BEGIN Input records
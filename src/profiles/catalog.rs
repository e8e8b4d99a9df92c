//! Slot catalog: every distinct value observed per profile slot.
//!
//! Built once from the seed corpus and persisted as pretty JSON
//! (`slot key -> [values]`); the profile sampler draws personas from it.

use crate::models::profile::{
    canonical_slot_key, clean_age_range, split_slot_value, AGE_RANGE, SLOT_KEYS,
};
use anyhow::{Context, Result};
use indexmap::{IndexMap, IndexSet};
use rayon::prelude::*;
use serde::{Deserialize, Serialize};
use std::fs;
use std::path::{Path, PathBuf};
use tracing::{info, warn};

#[derive(Debug, Clone, Default, PartialEq, Eq, Serialize, Deserialize)]
#[serde(transparent)]
pub struct SlotCatalog {
    slots: IndexMap<String, Vec<String>>,
}

/// Only the profile is needed to build a catalog; other seed fields are ignored.
#[derive(Deserialize)]
struct ProfileLine {
    user_profile: IndexMap<String, String>,
}

type PartialCatalog = IndexMap<String, IndexSet<String>>;

impl SlotCatalog {
    pub fn from_slots<I, K, V>(slots: I) -> Self
    where
        I: IntoIterator<Item = (K, Vec<V>)>,
        K: Into<String>,
        V: Into<String>,
    {
        Self {
            slots: slots
                .into_iter()
                .map(|(key, values)| (key.into(), values.into_iter().map(Into::into).collect()))
                .collect(),
        }
    }

    /// Collects slot values from seed dialogue files.
    ///
    /// Files are parsed in parallel but merged in the given order, so the value
    /// order of the catalog is the first-seen order across the whole corpus.
    pub fn extract<P: AsRef<Path> + Sync>(seed_files: &[P]) -> Result<Self> {
        let partials = seed_files
            .par_iter()
            .map(|path| collect_file(path.as_ref()))
            .collect::<Result<Vec<_>>>()?;

        let mut merged: PartialCatalog = SLOT_KEYS
            .iter()
            .map(|key| (key.to_string(), IndexSet::new()))
            .collect();
        for partial in partials {
            for (key, values) in partial {
                merged.entry(key).or_default().extend(values);
            }
        }

        let catalog = Self {
            slots: merged
                .into_iter()
                .map(|(key, values)| (key, values.into_iter().collect()))
                .collect(),
        };
        for (key, values) in catalog.iter() {
            info!(slot = key, values = values.len(), "collected slot values");
        }
        Ok(catalog)
    }

    pub fn load(path: &Path) -> Result<Self> {
        let data = fs::read_to_string(path)
            .with_context(|| format!("Unable to read slot catalog {:?}", path))?;
        serde_json::from_str(&data)
            .with_context(|| format!("Failed to parse slot catalog {:?}", path))
    }

    pub fn save(&self, path: &Path) -> Result<()> {
        if let Some(parent) = path.parent() {
            fs::create_dir_all(parent)?;
        }
        let data = serde_json::to_string_pretty(self)?;
        fs::write(path, data).with_context(|| format!("Unable to write slot catalog {:?}", path))?;
        Ok(())
    }

    pub fn values(&self, key: &str) -> Option<&[String]> {
        self.slots.get(key).map(Vec::as_slice)
    }

    pub fn iter(&self) -> impl Iterator<Item = (&str, &[String])> {
        self.slots
            .iter()
            .map(|(key, values)| (key.as_str(), values.as_slice()))
    }

    /// A copy of this catalog with one slot removed.
    pub fn without_slot(&self, key: &str) -> Self {
        let mut slots = self.slots.clone();
        slots.shift_remove(key);
        Self { slots }
    }

    pub fn len(&self) -> usize {
        self.slots.len()
    }

    pub fn is_empty(&self) -> bool {
        self.slots.is_empty()
    }
}

fn collect_file(path: &Path) -> Result<PartialCatalog> {
    let data =
        fs::read_to_string(path).with_context(|| format!("Unable to read seed file {:?}", path))?;
    let mut partial = PartialCatalog::new();
    for (idx, line) in data.lines().enumerate() {
        if line.trim().is_empty() {
            continue;
        }
        let parsed: ProfileLine = match serde_json::from_str(line) {
            Ok(parsed) => parsed,
            Err(err) => {
                warn!(
                    file = %path.display(),
                    line = idx + 1,
                    %err,
                    "skipping unparsable profile line"
                );
                continue;
            }
        };
        for (slot, value) in parsed.user_profile {
            let canonical = canonical_slot_key(&slot);
            if !SLOT_KEYS.contains(&canonical) {
                warn!(slot = %slot, "slot outside the catalog vocabulary");
                continue;
            }
            let fragments = split_slot_value(&value).into_iter().map(|fragment| {
                if slot == AGE_RANGE {
                    clean_age_range(&fragment)
                } else {
                    fragment
                }
            });
            partial
                .entry(canonical.to_string())
                .or_default()
                .extend(fragments);
        }
    }
    Ok(partial)
}

/// Default catalog location under a cache directory.
pub fn default_catalog_path(cache_dir: &Path) -> PathBuf {
    cache_dir.join("db_slot").join("slot_profiles.json")
}
use dialogcurator::config::CuratorConfig;
use serde_json::Value;
use std::fs;
use std::path::{Path, PathBuf};
use tempfile::TempDir;

mod curation_run;
mod knowledge_selection;
mod neo4j_graph;
mod profile_normalization;
pub mod support;

pub struct IntegrationHarness {
    workspace: TempDir,
}

impl IntegrationHarness {
    pub fn new() -> Self {
        let workspace = TempDir::new().expect("failed to create temp workspace");
        Self { workspace }
    }

    pub fn workspace_path(&self) -> &Path {
        self.workspace.path()
    }

    pub fn seed_dir(&self) -> PathBuf {
        self.workspace.path().join("seed_dataset")
    }

    pub fn cache_dir(&self) -> PathBuf {
        self.workspace.path().join("caches")
    }

    /// Writes one JSONL seed file; `Value::String` entries are written verbatim.
    pub fn write_seed_file(&self, name: &str, lines: &[Value]) -> PathBuf {
        let dir = self.seed_dir();
        fs::create_dir_all(&dir).expect("failed to create seed dir");
        let body: Vec<String> = lines
            .iter()
            .map(|line| match line {
                Value::String(raw) => raw.clone(),
                other => other.to_string(),
            })
            .collect();
        let path = dir.join(name);
        fs::write(&path, body.join("\n") + "\n").expect("failed to write seed file");
        path
    }

    /// Config pointing at the harness directories and the given seed files.
    pub fn config(&self, seed_files: &[&str]) -> CuratorConfig {
        let mut config = CuratorConfig::default();
        config.paths.seed_dataset_dir = self.seed_dir();
        config.paths.cache_dir = self.cache_dir();
        config.paths.seed_files = seed_files.iter().map(|name| name.to_string()).collect();
        config
    }
}
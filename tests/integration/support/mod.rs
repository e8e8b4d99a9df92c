use dialogcurator::models::Triple;
use serde_json::{json, Value};

pub fn movie_seed(id: i64) -> Value {
    json!({
        "id": id,
        "original_goal": "[1] Greetings --> [2] Chat about stars (Jet Li) --> [3] Movie recommendation (Hero)",
        "user_profile": {
            "Name": "Li Hua",
            "Gender": "Male",
            "Age Range": "18-25 years old",
            "Residence": "Beijing",
            "Accepted celebrities": "Jet Li; Zhang Ziyi; Tony Leung",
            "Accepted movies": "Fearless",
            "Accepted Music": "Jay Chou",
            "Accepted food": "Noodles",
            "Accepted news": "Jet Li news"
        },
        "knowledge_graph": [
            ["Jet Li", "Intro", "Martial artist and actor"],
            ["Jet Li", "Awards", "Hong Kong Film Award"],
            ["Hero", "Stars", "Jet Li"],
            ["Hero", "Type", "Wuxia"],
            ["Fearless", "Type", "Action"],
            ["Zhang Ziyi", "Birthday", "1979-02-09"],
            ["Red Cliff", "Comments", "A sweeping war epic"]
        ],
        "target": ["Movie recommendation", "Hero"],
        "topic_path": ["NULL", "Jet Li", "Hero"],
        "conversation": ["[1] Hello!", "Hi there.", "Do you like Jet Li?"],
        "action_path": ["Greetings", "Chat about stars", "Movie recommendation"]
    })
}

pub fn food_seed(id: i64) -> Value {
    json!({
        "id": id,
        "original_goal": "[1] Greetings --> [2] Food recommendation (Marinated Fish)",
        "user_profile": {
            "Name": "Wang Fang",
            "Age Range": "36-50",
            "Residence": "Chengdu",
            "Accepted food": "Marinated Fish; Hot Pot",
            "Accepted POI": "Chuan Wei Restaurant",
            "Accepted movies": "Red Cliff"
        },
        "knowledge_graph": [
            ["Marinated Fish", "Specials", "Marinated Fish"],
            ["Chuan Wei Restaurant", "Specials", "Marinated Fish"],
            ["Chuan Wei Restaurant", "Rating", "4.5"],
            ["Hot Pot", "Price per person", "120"]
        ],
        "target": ["Food recommendation", "Marinated Fish"],
        "topic_path": ["Marinated Fish"],
        "conversation": ["Good evening.", "Evening!"],
        "action_path": ["Greetings", "Food recommendation"]
    })
}

/// A seed whose action names no domain.
pub fn chitchat_seed(id: i64) -> Value {
    let mut seed = movie_seed(id);
    seed["target"] = json!(["Chit-chat about celebrities", "Jet Li"]);
    seed
}

pub fn triple(subject: &str, relation: &str, object: &str) -> Triple {
    Triple::new(subject, relation, object)
}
END Input records
Task description:
Every line containing the word "dialogcurator" should be copied from the material.

Your solution:
use dialogcurator::config::CuratorConfig;
use dialogcurator::models::Triple;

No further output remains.